▶ TASK INSTRUCTIONS: Search the data below for "strict"; list each line that holds it.

▶ DATA PROVIDED:

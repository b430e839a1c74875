/*
 * Copyright (c) 2021-2021 Thomas Kramer.
 *
 * This file is part of regrid
 * (a fork of https://codeberg.org/libreda/interp).
 *
 * This program is free software: you can redistribute it and/or modify
 * it under the terms of the GNU General Public License as published by
 * the Free Software Foundation, either version 3 of the License, or
 * (at your option) any later version.
 *
 * This program is distributed in the hope that it will be useful,
 * but WITHOUT ANY WARRANTY; without even the implied warranty of
 * MERCHANTABILITY or FITNESS FOR A PARTICULAR PURPOSE.  See the
 * GNU General Public License for more details.
 *
 * You should have received a copy of the GNU General Public License
 * along with this program. If not, see <http://www.gnu.org/licenses/>.
 */


//! Settings file.
//!
//! Settings live in an INI file, either at the top level or in a `[resample]`
//! section (which wins when a key appears in both):
//!
//! ```ini
//! input = inflow_3h.csv
//! output_dir = resampled
//! index_column = t/h
//! step = 1
//! methods = linear, spline
//! encoding = gbk
//! index_precision = 0
//! value_precision = 1
//! ```
//!
//! Absent keys take the [`Settings::default`] values. Empty values mean "unset"
//! for optional keys.

use std::path::{Path, PathBuf};
use std::str::FromStr;

use ini::{Ini, ParseOption};

use crate::error::{ConfigurationError, Error, Result};
use crate::io::{encoding_for_label, ReadOptions, WriteOptions};
use crate::method::MethodOptions;
use crate::resampler::ResampleConfig;

/// Section consulted before the top level.
pub const SECTION: &str = "resample";

/// All recognised settings.
#[derive(Debug, Clone, PartialEq)]
pub struct Settings {
    /// Input table.
    pub input: Option<PathBuf>,
    /// Output folder, defaults to the folder of the input.
    pub output_dir: Option<PathBuf>,
    /// Independent column name.
    pub index_column: Option<String>,
    /// Grid step.
    pub step: f64,
    /// Requested methods, empty for all.
    pub methods: Vec<String>,
    /// Polynomial degree, unset for interpolation through all points.
    pub polynomial_degree: Option<usize>,
    /// Spline degree.
    pub spline_degree: usize,
    /// Offset for logarithmic interpolation.
    pub log_epsilon: Option<f64>,
    /// Encoding of the input file.
    pub encoding: String,
    /// Field delimiter of input and output.
    pub delimiter: u8,
    /// Decimals of the independent column.
    pub index_precision: Option<u32>,
    /// Decimals of the dependent columns.
    pub value_precision: Option<u32>,
    /// Abort on unknown methods.
    pub strict: bool,
    /// Run columns and methods in parallel.
    pub parallel: bool,
    /// Write a UTF-8 byte order mark in front of the output files.
    pub write_bom: bool,
}

impl Default for Settings {
    fn default() -> Self {
        Self {
            input: None,
            output_dir: None,
            index_column: None,
            step: 1.0,
            methods: Vec::new(),
            polynomial_degree: None,
            spline_degree: 3,
            log_epsilon: None,
            encoding: "utf-8".to_string(),
            delimiter: b',',
            index_precision: None,
            value_precision: None,
            strict: false,
            parallel: false,
            write_bom: true,
        }
    }
}

/// Split a method list on commas and whitespace.
pub fn parse_method_list(s: &str) -> Vec<String> {
    s.split(|c: char| c == ',' || c.is_whitespace())
        .filter(|m| !m.is_empty())
        .map(str::to_string)
        .collect()
}

/// Parse a delimiter: a single ASCII character, or `tab`.
pub fn parse_delimiter(s: &str) -> Option<u8> {
    match s {
        "tab" | "\\t" | "\t" => Some(b'\t'),
        _ if s.len() == 1 && s.is_ascii() => s.bytes().next(),
        _ => None,
    }
}

/// Backslashes are kept as written, as in Windows paths.
fn parse_option() -> ParseOption {
    ParseOption { enabled_escape: false, ..ParseOption::default() }
}

fn invalid(key: &str, value: &str) -> ConfigurationError {
    ConfigurationError::InvalidSetting { key: key.to_string(), value: value.to_string() }
}

/// Lookup of raw values with section precedence.
struct Source<'a> {
    ini: &'a Ini,
}

impl<'a> Source<'a> {
    fn raw(&self, key: &str) -> Option<&'a str> {
        self.ini
            .section(Some(SECTION))
            .and_then(|p| p.get(key))
            .or_else(|| self.ini.section(None::<String>).and_then(|p| p.get(key)))
            .map(str::trim)
    }

    /// `Ok(None)` when the key is absent or empty.
    fn parsed<T: FromStr>(&self, key: &str) -> Result<Option<T>, ConfigurationError> {
        match self.raw(key) {
            None | Some("") => Ok(None),
            Some(v) => v.parse().map(Some).map_err(|_| invalid(key, v)),
        }
    }

    fn flag(&self, key: &str) -> Result<Option<bool>, ConfigurationError> {
        match self.raw(key).map(str::to_ascii_lowercase).as_deref() {
            None | Some("") => Ok(None),
            Some("true") | Some("yes") | Some("on") | Some("1") => Ok(Some(true)),
            Some("false") | Some("no") | Some("off") | Some("0") => Ok(Some(false)),
            Some(v) => Err(invalid(key, v)),
        }
    }
}

impl Settings {
    /// Read settings from an INI file.
    pub fn load(path: &Path) -> Result<Self> {
        let ini = Ini::load_from_file_opt(path, parse_option()).map_err(|e| match e {
            ini::Error::Io(source) => Error::Io { path: path.display().to_string(), source },
            ini::Error::Parse(p) => Error::Configuration(invalid("<file>", &p.to_string())),
        })?;
        Ok(Self::from_ini(&ini)?)
    }

    /// Read settings from INI text.
    pub fn from_ini_str(text: &str) -> Result<Self, ConfigurationError> {
        let ini = Ini::load_from_str_opt(text, parse_option()).map_err(|e| invalid("<file>", &e.to_string()))?;
        Self::from_ini(&ini)
    }

    /// Read settings from a parsed INI document.
    pub fn from_ini(ini: &Ini) -> Result<Self, ConfigurationError> {
        let src = Source { ini };
        let mut s = Settings::default();

        s.input = src.parsed::<PathBuf>("input")?;
        s.output_dir = src.parsed::<PathBuf>("output_dir")?;
        s.index_column = src.raw("index_column").filter(|v| !v.is_empty()).map(str::to_string);
        if let Some(step) = src.parsed("step")? {
            s.step = step;
        }
        if let Some(methods) = src.raw("methods") {
            s.methods = parse_method_list(methods);
        }
        s.polynomial_degree = src.parsed("polynomial_degree")?;
        if let Some(k) = src.parsed("spline_degree")? {
            s.spline_degree = k;
        }
        s.log_epsilon = src.parsed("log_epsilon")?;
        if let Some(enc) = src.raw("encoding").filter(|v| !v.is_empty()) {
            s.encoding = enc.to_string();
        }
        if let Some(d) = src.raw("delimiter").filter(|v| !v.is_empty()) {
            s.delimiter = parse_delimiter(d).ok_or_else(|| invalid("delimiter", d))?;
        }
        s.index_precision = src.parsed("index_precision")?;
        s.value_precision = src.parsed("value_precision")?;
        if let Some(v) = src.flag("strict")? {
            s.strict = v;
        }
        if let Some(v) = src.flag("parallel")? {
            s.parallel = v;
        }
        if let Some(v) = src.flag("write_bom")? {
            s.write_bom = v;
        }
        Ok(s)
    }

    /// Check the settings needed for a run. Problems that depend on the input
    /// table are found later.
    pub fn validate(&self) -> Result<(), ConfigurationError> {
        if self.input.is_none() {
            return Err(ConfigurationError::MissingSetting("input".to_string()));
        }
        if self.index_column.is_none() {
            return Err(ConfigurationError::MissingSetting("index_column".to_string()));
        }
        if let Some(eps) = self.log_epsilon {
            if !(eps.is_finite() && eps >= 0.0) {
                return Err(invalid("log_epsilon", &eps.to_string()));
            }
        }
        encoding_for_label(&self.encoding)?;
        self.resample_config().validate()
    }

    /// Output folder: the configured one or the folder of the input.
    pub fn output_dir(&self) -> PathBuf {
        match (&self.output_dir, &self.input) {
            (Some(dir), _) => dir.clone(),
            (None, Some(input)) => input
                .parent()
                .filter(|p| !p.as_os_str().is_empty())
                .map(Path::to_path_buf)
                .unwrap_or_else(|| PathBuf::from(".")),
            (None, None) => PathBuf::from("."),
        }
    }

    /// Immutable configuration for [`Resampler`](crate::resampler::Resampler).
    pub fn resample_config(&self) -> ResampleConfig {
        ResampleConfig {
            step: self.step,
            methods: self.methods.clone(),
            options: MethodOptions {
                polynomial_degree: self.polynomial_degree,
                spline_degree: self.spline_degree,
                log_epsilon: self.log_epsilon,
            },
            index_precision: self.index_precision,
            value_precision: self.value_precision,
            strict: self.strict,
            parallel: self.parallel,
        }
    }

    /// Options for reading the input.
    pub fn read_options(&self) -> ReadOptions {
        ReadOptions {
            index_column: self.index_column.clone().unwrap_or_default(),
            encoding: self.encoding.clone(),
            delimiter: self.delimiter,
        }
    }

    /// Options for writing the outputs.
    pub fn write_options(&self) -> WriteOptions {
        WriteOptions {
            index_precision: self.index_precision,
            value_precision: self.value_precision,
            delimiter: self.delimiter,
            bom: self.write_bom,
        }
    }
}

#[test]
fn test_default_settings() {
    let s = Settings::default();
    assert_eq!(s.step, 1.0);
    assert!(s.methods.is_empty());
    assert_eq!(s.spline_degree, 3);
    assert_eq!(s.encoding, "utf-8");
    assert_eq!(s.delimiter, b',');
    assert!(s.write_bom);
    assert!(!s.strict);
    assert_eq!(s.validate(), Err(ConfigurationError::MissingSetting("input".to_string())));
}

#[test]
fn test_from_ini_str() {
    let s = Settings::from_ini_str(
        "input = data/inflow.csv\n\
         index_column = t/h\n\
         step = 0.5\n\
         methods = linear, spline log\n\
         encoding = gbk\n\
         index_precision = 1\n\
         value_precision =\n\
         strict = yes\n\
         delimiter = tab\n",
    )
    .unwrap();
    assert_eq!(s.input, Some(PathBuf::from("data/inflow.csv")));
    assert_eq!(s.index_column.as_deref(), Some("t/h"));
    assert_eq!(s.step, 0.5);
    assert_eq!(s.methods, vec!["linear", "spline", "log"]);
    assert_eq!(s.encoding, "gbk");
    assert_eq!(s.index_precision, Some(1));
    assert_eq!(s.value_precision, None);
    assert!(s.strict);
    assert_eq!(s.delimiter, b'\t');
    assert_eq!(s.output_dir(), PathBuf::from("data"));
    assert!(s.validate().is_ok());
}

#[test]
fn test_windows_paths_keep_backslashes() {
    let s = Settings::from_ini_str(
        "input = E:\\test\\new_inflow.csv\n\
         output_dir = D:\\水文\\results\n\
         index_column = t\n",
    )
    .unwrap();
    assert_eq!(s.input, Some(PathBuf::from(r"E:\test\new_inflow.csv")));
    assert_eq!(s.output_dir, Some(PathBuf::from(r"D:\水文\results")));
}

#[test]
fn test_section_overrides_top_level() {
    let s = Settings::from_ini_str("step = 2\n[resample]\nstep = 0.25\n").unwrap();
    assert_eq!(s.step, 0.25);
}

#[test]
fn test_invalid_values() {
    assert_eq!(
        Settings::from_ini_str("step = fast\n"),
        Err(ConfigurationError::InvalidSetting { key: "step".to_string(), value: "fast".to_string() })
    );
    assert!(Settings::from_ini_str("parallel = maybe\n").is_err());

    let mut s = Settings::from_ini_str("input = a.csv\nindex_column = t\n").unwrap();
    s.step = -1.0;
    assert_eq!(s.validate(), Err(ConfigurationError::InvalidStep(-1.0)));
    s.step = 1.0;
    s.encoding = "ebcdic-nope".to_string();
    assert!(matches!(s.validate(), Err(ConfigurationError::UnknownEncoding(_))));
}

#[test]
fn test_resample_config() {
    let s = Settings::from_ini_str("polynomial_degree = 2\nlog_epsilon = 1e-12\nparallel = on\n").unwrap();
    let c = s.resample_config();
    assert_eq!(c.options.polynomial_degree, Some(2));
    assert_eq!(c.options.log_epsilon, Some(1e-12));
    assert!(c.parallel);
    assert!(c.methods.is_empty());
}

#[test]
fn test_parse_delimiter() {
    assert_eq!(parse_delimiter(";"), Some(b';'));
    assert_eq!(parse_delimiter("tab"), Some(b'\t'));
    assert_eq!(parse_delimiter(",,"), None);
}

▶ THE ANSWER:
    pub strict: bool,
            strict: false,
        if let Some(v) = src.flag("strict")? {
            s.strict = v;
            strict: self.strict,
    assert!(!s.strict);
         strict = yes\n\
    assert!(s.strict);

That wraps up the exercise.